Oregon guard Payton Pritchard, middle, drives to the basket between UC Irvine guard Spencer Rivers, left, and forward Elston Jones during the first half of a second-round game in the NCAA men's college basketball tournament Sunday, March 24, 2019, in San Jose, Calif. (AP Photo/Jeff Chiu)

Changing the perception of the Pac-12 will take more than having one men's basketball team reach the Sweet 16 of the NCAA Tournament, but this is a good start.

Oregon's two dominant performances this past weekend extended the Ducks' surge that began at the end of the regular season and continued through the Pac-12 tournament. A team that once stood 6-8 in conference play and finished in a tie for fourth place, one game behind Utah, is salvaging the basketball season for a league that needs some credibility in flagship sports.

And just as happened in 2017, when both schools made the Final Four, the Ducks are joining Gonzaga to give the West some distinction.

“They're earned what they've gotten,” UC Irvine coach Russell Turner said after a 73-54 loss to the No. 12-seeded Ducks on Sunday night in San Jose, Calif. “They're Pac-12 champions and they're on a roll.”
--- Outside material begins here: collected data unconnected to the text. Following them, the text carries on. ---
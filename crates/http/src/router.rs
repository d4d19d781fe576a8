//! Router builder for the shelf HTTP server

use axum::{
    extract::Request,
    http::{HeaderValue, StatusCode},
    routing::get,
    Router,
};
use std::time::Duration;
use tower_http::{
    cors::{Any, CorsLayer},
    request_id::{MakeRequestId, PropagateRequestIdLayer, RequestId, SetRequestIdLayer},
    timeout::TimeoutLayer,
    trace::{DefaultMakeSpan, DefaultOnRequest, DefaultOnResponse, TraceLayer},
};
use uuid::{Timestamp, Uuid};

use shelf_kernel::ModuleRegistry;

const API_TITLE: &str = "Shelf API";
const API_VERSION: &str = "1.0.0";

/// Builder for constructing the main HTTP router
pub struct RouterBuilder {
    router: Router,
}

impl RouterBuilder {
    /// Create a new router builder
    pub fn new() -> Self {
        Self {
            router: Router::new(),
        }
    }

    /// Add a route to the router
    pub fn route(mut self, path: &str, route: axum::routing::MethodRouter) -> Self {
        self.router = self.router.route(path, route);
        self
    }

    /// Mount a module's router under `/api/{module_name}`
    pub fn mount_module(mut self, module_name: &str, module_router: Router) -> Self {
        let api_path = format!("/api/{}", module_name);
        self.router = self.router.nest(&api_path, module_router);
        self
    }

    /// Add tracing middleware
    pub fn with_tracing(mut self) -> Self {
        self.router = self.router.layer(
            TraceLayer::new_for_http()
                .make_span_with(DefaultMakeSpan::new().include_headers(true))
                .on_request(DefaultOnRequest::new().level(tracing::Level::INFO))
                .on_response(DefaultOnResponse::new().level(tracing::Level::INFO)),
        );
        self
    }

    /// Add CORS middleware
    pub fn with_cors(mut self) -> Self {
        self.router = self.router.layer(
            CorsLayer::new()
                .allow_origin(Any)
                .allow_methods(Any)
                .allow_headers(Any),
        );
        self
    }

    /// Add request ID middleware; the id is echoed back in `x-request-id`
    pub fn with_request_id(mut self) -> Self {
        self.router = self
            .router
            .layer(PropagateRequestIdLayer::x_request_id())
            .layer(SetRequestIdLayer::x_request_id(MakeRequestUuidV7));
        self
    }

    /// Add timeout middleware; a request still running after `timeout_ms`
    /// is answered with an empty `408 Request Timeout`
    pub fn with_timeout(mut self, timeout_ms: u64) -> Self {
        self.router = self.router.layer(TimeoutLayer::with_status_code(
            StatusCode::REQUEST_TIMEOUT,
            Duration::from_millis(timeout_ms),
        ));
        self
    }

    /// Add OpenAPI documentation by collecting specs from all modules
    pub fn with_openapi(mut self, registry: &ModuleRegistry) -> Self {
        let openapi_spec = merged_openapi(registry);

        // Fall back to an empty document rather than failing startup
        let openapi_obj: utoipa::openapi::OpenApi = serde_json::from_value(openapi_spec.clone())
            .unwrap_or_else(|err| {
                tracing::warn!(error = %err, "merged OpenAPI document is invalid");
                utoipa::openapi::OpenApiBuilder::new()
                    .info(
                        utoipa::openapi::InfoBuilder::new()
                            .title(API_TITLE)
                            .version(API_VERSION)
                            .build(),
                    )
                    .build()
            });

        self.router = self.router.merge(
            utoipa_swagger_ui::SwaggerUi::new("/swagger-ui")
                .url("/api-docs/openapi.json", openapi_obj),
        );

        // Raw JSON spec for external consumers
        self.router = self.router.route(
            "/docs/openapi.json",
            get(move || async move { axum::Json(openapi_spec.clone()) }),
        );

        self
    }

    /// Build the final router
    pub fn build(self) -> Router {
        self.router
    }
}

impl Default for RouterBuilder {
    fn default() -> Self {
        Self::new()
    }
}

/// Merge every module's OpenAPI fragment into one document, prefixing
/// module paths with `/api/{module_name}`.
pub fn merged_openapi(registry: &ModuleRegistry) -> serde_json::Value {
    let mut openapi_spec = serde_json::json!({
        "openapi": "3.1.0",
        "info": {
            "title": API_TITLE,
            "version": API_VERSION,
            "description": "In-memory bookshelf API"
        },
        "paths": {},
        "components": {
            "schemas": {}
        }
    });

    openapi_spec["components"]["schemas"]["ErrorResponse"] = serde_json::json!({
        "type": "object",
        "properties": {
            "status": {
                "type": "string",
                "enum": ["fail", "server error"]
            },
            "message": {
                "type": "string"
            }
        },
        "required": ["status", "message"]
    });

    openapi_spec["paths"]["/healthz"] = serde_json::json!({
        "get": {
            "summary": "Health check",
            "responses": {
                "200": {
                    "description": "OK",
                    "content": {
                        "text/plain": {
                            "schema": {
                                "type": "string"
                            }
                        }
                    }
                }
            }
        }
    });

    for module in registry.modules() {
        let Some(module_spec) = module.openapi() else {
            continue;
        };

        if let Some(paths_obj) = module_spec.get("paths").and_then(|p| p.as_object()) {
            for (path, path_item) in paths_obj {
                // The module root maps to the bare prefix
                let prefixed_path = if path == "/" {
                    format!("/api/{}", module.name())
                } else {
                    format!("/api/{}{}", module.name(), path)
                };
                openapi_spec["paths"][prefixed_path] = path_item.clone();
            }
        }

        if let Some(schemas_obj) = module_spec
            .get("components")
            .and_then(|c| c.get("schemas"))
            .and_then(|s| s.as_object())
        {
            for (schema_name, schema_def) in schemas_obj {
                openapi_spec["components"]["schemas"][schema_name] = schema_def.clone();
            }
        }
    }

    openapi_spec
}

/// Request ID generator producing time-ordered UUID v7 values
#[derive(Clone, Copy, Default)]
pub struct MakeRequestUuidV7;

impl MakeRequestId for MakeRequestUuidV7 {
    fn make_request_id<B>(&mut self, _request: &Request<B>) -> Option<RequestId> {
        let timestamp = Timestamp::now(uuid::NoContext);
        let request_id = Uuid::new_v7(timestamp)
            .to_string()
            .parse::<HeaderValue>()
            .ok()?;
        Some(RequestId::new(request_id))
    }
}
Counting a First Four win by Arizona State, the Pac-12 is 4-2 in the NCAA Tournament. That’s a breakthrough for a conference that went 0-3 last March, failing to reach the round of 32 for the first time in 32 years, followed by a 3-4 showing in football bowl games. Regular-season champion Washington’s first-round defeat of Utah State and Oregon’s decisive wins over No. 5 Wisconsin and No. 13 UC Irvine have restored some competence to the conference.

The Ducks will meet No. 1 Virginia in the South Region semifinals Thursday.

REPPING THE WEST


Thursday's games for the two western teams remaining in the NCAA Tournament (times MDT):

No. 1 Gonzaga vs. No. 4 Florida State at Anaheim, Calif., 5:09 p.m.

No. 12 Oregon vs. No. 1 Virginia at Louisvile, Ky., approximately 8 p.m.

“As we all know, it’s Oregon’s defense that’s put them in the position they’re in right now,” Utah coach Larry Krystkowiak said after the Ducks stymied his team in the Pac-12 quarterfinals, winning 66-54. Oregon guard Payton Pritchard, who hurt Utah in the second half of that game in Las Vegas, is averaging 18.5 points and 7.5 assists in NCAA play.

And now the Ducks find themselves in the Sweet 16, having held two NCAA opponents to 54 points each. During the weekend, Oregon coach Dana Altman thought back to moments in the season when “there's a lot of frustration,” he said. “And boy, I blew a couple of games during the year, because I wasn't connected with the guys. I didn't know what to do and I blew the games, and I told them that.”

Altman and the Ducks have figured it out. They've overcome injuries to forwards Louis King, Kenny Wooten and Paul White that derailed them in December and January, after they already had lost center Bol Bol for the season.

Oregon is by far the lowest remaining seed in a tournament that has rewarded schools from the Power Five football conferences and those that performed well all season. No. 5 Auburn, having advanced from Vivint Smart Home Arena with a convincing win over No. 4 Kansas, is the only other Sweet 16 team seeded outside of the top four. No. 1 Gonzaga, via its West Coast Conference membership, is the only non-football, mid-major program left in the field (Houston also is from outside of the Power Five).

Big West champion UC Irvine had eliminated No. 4 Kansas State in the first round, producing the tournament’s biggest upset, after the Western Athletic Conference’s New Mexico State missed a great chance to knock off Auburn.

College basketball in the West has made a mild comeback in 2019, even though the Mountain West co-champions (Nevada and Utah State) lost in the NCAA’s first round. As some degree of consolation, the Utes can say they went 10-3 in Pac-12 play, disregarding the opponents that won NCAA games. And their showing in the conference tournament made them victims of an Oregon defense that’s doing the same thing to a bunch of other teams.